======== Records for this task

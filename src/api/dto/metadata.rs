/*
 * Responsibility
 * - Faculty / department DTOs (admin area)
 */
use serde::{Deserialize, Serialize};

use crate::repos::department_repo::DepartmentRow;
use crate::repos::faculty_repo::FacultyRow;

#[derive(Debug, Deserialize)]
pub struct FacultyRequest {
    pub name: String,
}

impl FacultyRequest {
    pub fn validate(&self) -> Result<(), &'static str> {
        if self.name.trim().is_empty() {
            return Err("name is required");
        }
        Ok(())
    }
}

#[derive(Debug, Serialize)]
pub struct FacultyResponse {
    pub id: String,
    pub name: Option<String>,
}

impl From<FacultyRow> for FacultyResponse {
    fn from(row: FacultyRow) -> Self {
        Self {
            id: row.id,
            name: row.name,
        }
    }
}

#[derive(Debug, Deserialize)]
pub struct CreateDepartmentRequest {
    pub name: String,
    pub faculty_id: String,
}

impl CreateDepartmentRequest {
    pub fn validate(&self) -> Result<(), &'static str> {
        if self.name.trim().is_empty() {
            return Err("name is required");
        }
        if self.faculty_id.trim().is_empty() {
            return Err("faculty_id is required");
        }
        Ok(())
    }
}

#[derive(Debug, Deserialize)]
pub struct UpdateDepartmentRequest {
    pub name: Option<String>,
    pub faculty_id: Option<String>,
}

impl UpdateDepartmentRequest {
    pub fn validate(&self) -> Result<(), &'static str> {
        if self.name.is_none() && self.faculty_id.is_none() {
            return Err("nothing to update");
        }
        if let Some(name) = &self.name
            && name.trim().is_empty()
        {
            return Err("name cannot be empty");
        }
        Ok(())
    }
}

#[derive(Debug, Serialize)]
pub struct DepartmentResponse {
    pub id: String,
    pub name: Option<String>,
    pub faculty_id: Option<String>,
    pub faculty_name: Option<String>,
}

impl From<DepartmentRow> for DepartmentResponse {
    fn from(row: DepartmentRow) -> Self {
        let (faculty_id, faculty_name) = match row.faculty {
            Some(f) => (Some(f.id), f.name),
            None => (None, None),
        };
        Self {
            id: row.id,
            name: row.name,
            faculty_id,
            faculty_name,
        }
    }
}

================

**What is required**
Every entry should be reproduced word for word.

**Solution below**
filename src/api/dto/metadata.rs
/*
 * Responsibility
 * - Faculty / department DTOs (admin area)
 */
use serde::{Deserialize, Serialize};

use crate::repos::department_repo::DepartmentRow;
use crate::repos::faculty_repo::FacultyRow;

#[derive(Debug, Deserialize)]
pub struct FacultyRequest {
    pub name: String,
}

impl FacultyRequest {
    pub fn validate(&self) -> Result<(), &'static str> {
        if self.name.trim().is_empty() {
            return Err("name is required");
        }
        Ok(())
    }
}

#[derive(Debug, Serialize)]
pub struct FacultyResponse {
    pub id: String,
    pub name: Option<String>,
}

impl From<FacultyRow> for FacultyResponse {
    fn from(row: FacultyRow) -> Self {
        Self {
            id: row.id,
            name: row.name,
        }
    }
}

#[derive(Debug, Deserialize)]
pub struct CreateDepartmentRequest {
    pub name: String,
    pub faculty_id: String,
}

impl CreateDepartmentRequest {
    pub fn validate(&self) -> Result<(), &'static str> {
        if self.name.trim().is_empty() {
            return Err("name is required");
        }
        if self.faculty_id.trim().is_empty() {
            return Err("faculty_id is required");
        }
        Ok(())
    }
}

#[derive(Debug, Deserialize)]
pub struct UpdateDepartmentRequest {
    pub name: Option<String>,
    pub faculty_id: Option<String>,
}

impl UpdateDepartmentRequest {
    pub fn validate(&self) -> Result<(), &'static str> {
        if self.name.is_none() && self.faculty_id.is_none() {
            return Err("nothing to update");
        }
        if let Some(name) = &self.name
            && name.trim().is_empty()
        {
            return Err("name cannot be empty");
        }
        Ok(())
    }
}

#[derive(Debug, Serialize)]
pub struct DepartmentResponse {
    pub id: String,
    pub name: Option<String>,
    pub faculty_id: Option<String>,
    pub faculty_name: Option<String>,
}

impl From<DepartmentRow> for DepartmentResponse {
    fn from(row: DepartmentRow) -> Self {
        let (faculty_id, faculty_name) = match row.faculty {
            Some(f) => (Some(f.id), f.name),
            None => (None, None),
        };
        Self {
            id: row.id,
            name: row.name,
            faculty_id,
            faculty_name,
        }
    }
}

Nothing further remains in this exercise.